Start of Block

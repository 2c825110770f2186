//! Failure classification.
//!
//! Maps raw registry-client failures onto a closed set of [`ErrorKind`]s
//! using an ordered signature table. The first matching row wins; the
//! whole `source()` chain of the error is inspected.
//!
//! When the chain holds a [`RegistryError`], only its codes, status and
//! URL-free detail are matched, so repository names never decide the kind.
//! Registry answers are judged by codes and status only.

use std::error::Error as StdError;
use std::fmt;

use crate::error::RegistryError;
use crate::reference::{Platform, KNOWN_REDIRECTS};

/// Closed taxonomy of pull failures.
#[derive(Debug, Clone, Copy, PartialEq, Eq, Hash, serde::Serialize)]
#[serde(rename_all = "snake_case")]
pub enum ErrorKind {
    /// The image exists but has no manifest for the requested platform.
    PlatformNotSupported,
    /// The registry answered but does not know the image.
    ImageNotFound,
    /// Authentication was missing or rejected.
    Unauthorized,
    /// The registry could not be reached.
    Network,
    /// Anything that matched no signature.
    Unknown,
}

impl fmt::Display for ErrorKind {
    fn fmt(&self, f: &mut fmt::Formatter<'_>) -> fmt::Result {
        let name = match self {
            Self::PlatformNotSupported => "platform not supported",
            Self::ImageNotFound => "image not found",
            Self::Unauthorized => "unauthorized",
            Self::Network => "network error",
            Self::Unknown => "unknown error",
        };
        f.write_str(name)
    }
}

/// One row of the classification table.
struct Signature {
    kind: ErrorKind,
    /// Registry error codes, compared case-insensitively.
    codes: &'static [&'static str],
    /// HTTP statuses of registry answers.
    statuses: &'static [u16],
    /// Lowercase substrings searched for in every error message of the chain.
    needles: &'static [&'static str],
}

const SIGNATURES: &[Signature] = &[
    Signature {
        kind: ErrorKind::PlatformNotSupported,
        codes: &["MANIFEST_UNKNOWN"],
        statuses: &[],
        needles: &["manifest unknown", "manifest_unknown", "no child with platform"],
    },
    Signature {
        kind: ErrorKind::Unauthorized,
        codes: &["UNAUTHORIZED", "DENIED"],
        statuses: &[401, 403],
        needles: &["unauthorized", "denied", "authentication required"],
    },
    Signature {
        kind: ErrorKind::Network,
        codes: &[],
        statuses: &[],
        needles: &[
            "dial tcp",
            "no such host",
            "connection refused",
            "connection reset",
            "dns error",
            "timed out",
        ],
    },
];

/// Classifies an error.
///
/// Returns `None` when there is no error. Never panics, whatever the
/// message text.
///
/// # Examples
///
/// ```
/// use dipt_core::{classify, Diagnostic, ErrorKind, RegistryError};
///
/// let err = RegistryError::api("https://r/v2/", 404, vec![Diagnostic::new("MANIFEST_UNKNOWN", "")]);
/// assert_eq!(classify(Some(&err)), Some(ErrorKind::PlatformNotSupported));
/// assert_eq!(classify(None), None);
/// ```
pub fn classify(err: Option<&(dyn StdError + 'static)>) -> Option<ErrorKind> {
    let err = err?;

    let mut codes: Vec<String> = Vec::new();
    let mut statuses: Vec<u16> = Vec::new();
    let mut registry_texts: Vec<String> = Vec::new();
    let mut texts: Vec<String> = Vec::new();
    let mut saw_registry = false;
    let mut unreachable = false;
    let mut answered = false;

    let mut current = Some(err);
    while let Some(e) = current {
        if let Some(registry) = e.downcast_ref::<RegistryError>() {
            codes.extend(registry.codes().map(str::to_ascii_uppercase));
            statuses.extend(registry.status());
            saw_registry = true;
            if !registry.is_registry_response() {
                registry_texts.push(registry.detail().to_lowercase());
            }
            unreachable |= registry.is_connection_failure();
            answered |= registry.is_registry_response();
        }
        texts.push(e.to_string().to_lowercase());
        current = e.source();
    }
    if saw_registry {
        texts = registry_texts;
    }

    for signature in SIGNATURES {
        let code_hit = signature
            .codes
            .iter()
            .any(|code| codes.iter().any(|c| c == code));
        let status_hit = signature.statuses.iter().any(|s| statuses.contains(s));
        let text_hit = signature
            .needles
            .iter()
            .any(|needle| texts.iter().any(|t| t.contains(needle)));
        if code_hit || status_hit || text_hit {
            return Some(signature.kind);
        }
    }

    if unreachable {
        Some(ErrorKind::Network)
    } else if answered {
        Some(ErrorKind::ImageNotFound)
    } else {
        Some(ErrorKind::Unknown)
    }
}

/// What was being pulled when a failure happened.
#[derive(Debug, Clone, PartialEq, Eq)]
pub struct ErrorContext {
    /// Image name as given by the user.
    pub image: String,
    /// Registry host the failure relates to.
    pub registry: String,
    /// Requested platform.
    pub platform: Platform,
}

impl ErrorContext {
    /// Creates a context.
    pub fn new(image: impl Into<String>, registry: impl Into<String>, platform: Platform) -> Self {
        Self {
            image: image.into(),
            registry: registry.into(),
            platform,
        }
    }
}

/// A failure with its kind, a remediation message and the raw cause.
#[derive(Debug)]
pub struct ClassifiedError {
    kind: ErrorKind,
    message: String,
    cause: Box<dyn StdError + Send + Sync>,
}

impl ClassifiedError {
    /// Builds a classified error of a known kind.
    pub fn new(
        kind: ErrorKind,
        context: &ErrorContext,
        cause: impl Into<Box<dyn StdError + Send + Sync>>,
    ) -> Self {
        let cause = cause.into();
        let message = remediation(kind, context, &*cause);
        Self {
            kind,
            message,
            cause,
        }
    }

    /// Classifies `err` and wraps it.
    pub fn from_error<E>(err: E, context: &ErrorContext) -> Self
    where
        E: StdError + Send + Sync + 'static,
    {
        let kind = classify(Some(&err)).unwrap_or(ErrorKind::Unknown);
        Self::new(kind, context, err)
    }

    /// The failure kind.
    pub const fn kind(&self) -> ErrorKind {
        self.kind
    }

    /// Human readable message with remediation.
    pub fn message(&self) -> &str {
        &self.message
    }

    /// The raw failure.
    pub fn cause(&self) -> &(dyn StdError + Send + Sync + 'static) {
        &*self.cause
    }
}

impl fmt::Display for ClassifiedError {
    fn fmt(&self, f: &mut fmt::Formatter<'_>) -> fmt::Result {
        f.write_str(&self.message)
    }
}

impl StdError for ClassifiedError {
    fn source(&self) -> Option<&(dyn StdError + 'static)> {
        Some(&*self.cause)
    }
}

const GHCR_HOST: &str = "ghcr.io";

fn is_ghcr(registry: &str, image: &str) -> bool {
    registry == GHCR_HOST
        || image.contains(GHCR_HOST)
        || KNOWN_REDIRECTS
            .iter()
            .any(|(from, to)| *to == GHCR_HOST && image.contains(from))
}

fn remediation(kind: ErrorKind, ctx: &ErrorContext, cause: &dyn StdError) -> String {
    let ErrorContext {
        image,
        registry,
        platform,
    } = ctx;
    match kind {
        ErrorKind::PlatformNotSupported => format!(
            "image {image} has no variant for platform {platform}; \
             pick another os/arch the image is published for"
        ),
        ErrorKind::ImageNotFound => format!(
            "image {image} was not found on {registry}; \
             check the repository name and tag"
        ),
        ErrorKind::Unauthorized if is_ghcr(registry, image) => format!(
            "access to {image} was denied by GitHub Container Registry; \
             set the registry username to your GitHub user and the password \
             to a personal access token with the read:packages scope"
        ),
        ErrorKind::Unauthorized => format!(
            "access to {image} was denied by {registry}; \
             set registry.username and registry.password or log in to the registry"
        ),
        ErrorKind::Network => format!(
            "could not reach {registry} while pulling {image}; \
             check network connectivity or configure a registry mirror"
        ),
        ErrorKind::Unknown => format!("pulling {image} failed: {cause}"),
    }
}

End of Block

▶ _THE TASK_:
What is needed is a verbatim copy of every line in the records above from the one containing "#[derive(Debug, Clone, PartialEq, Eq)]" down to the one containing "pub fn new(image: impl", both included, and nothing more.

▶ _TASK SOLUTION_:
#[derive(Debug, Clone, PartialEq, Eq)]
pub struct ErrorContext {
    /// Image name as given by the user.
    pub image: String,
    /// Registry host the failure relates to.
    pub registry: String,
    /// Requested platform.
    pub platform: Platform,
}

impl ErrorContext {
    /// Creates a context.
    pub fn new(image: impl Into<String>, registry: impl Into<String>, platform: Platform) -> Self {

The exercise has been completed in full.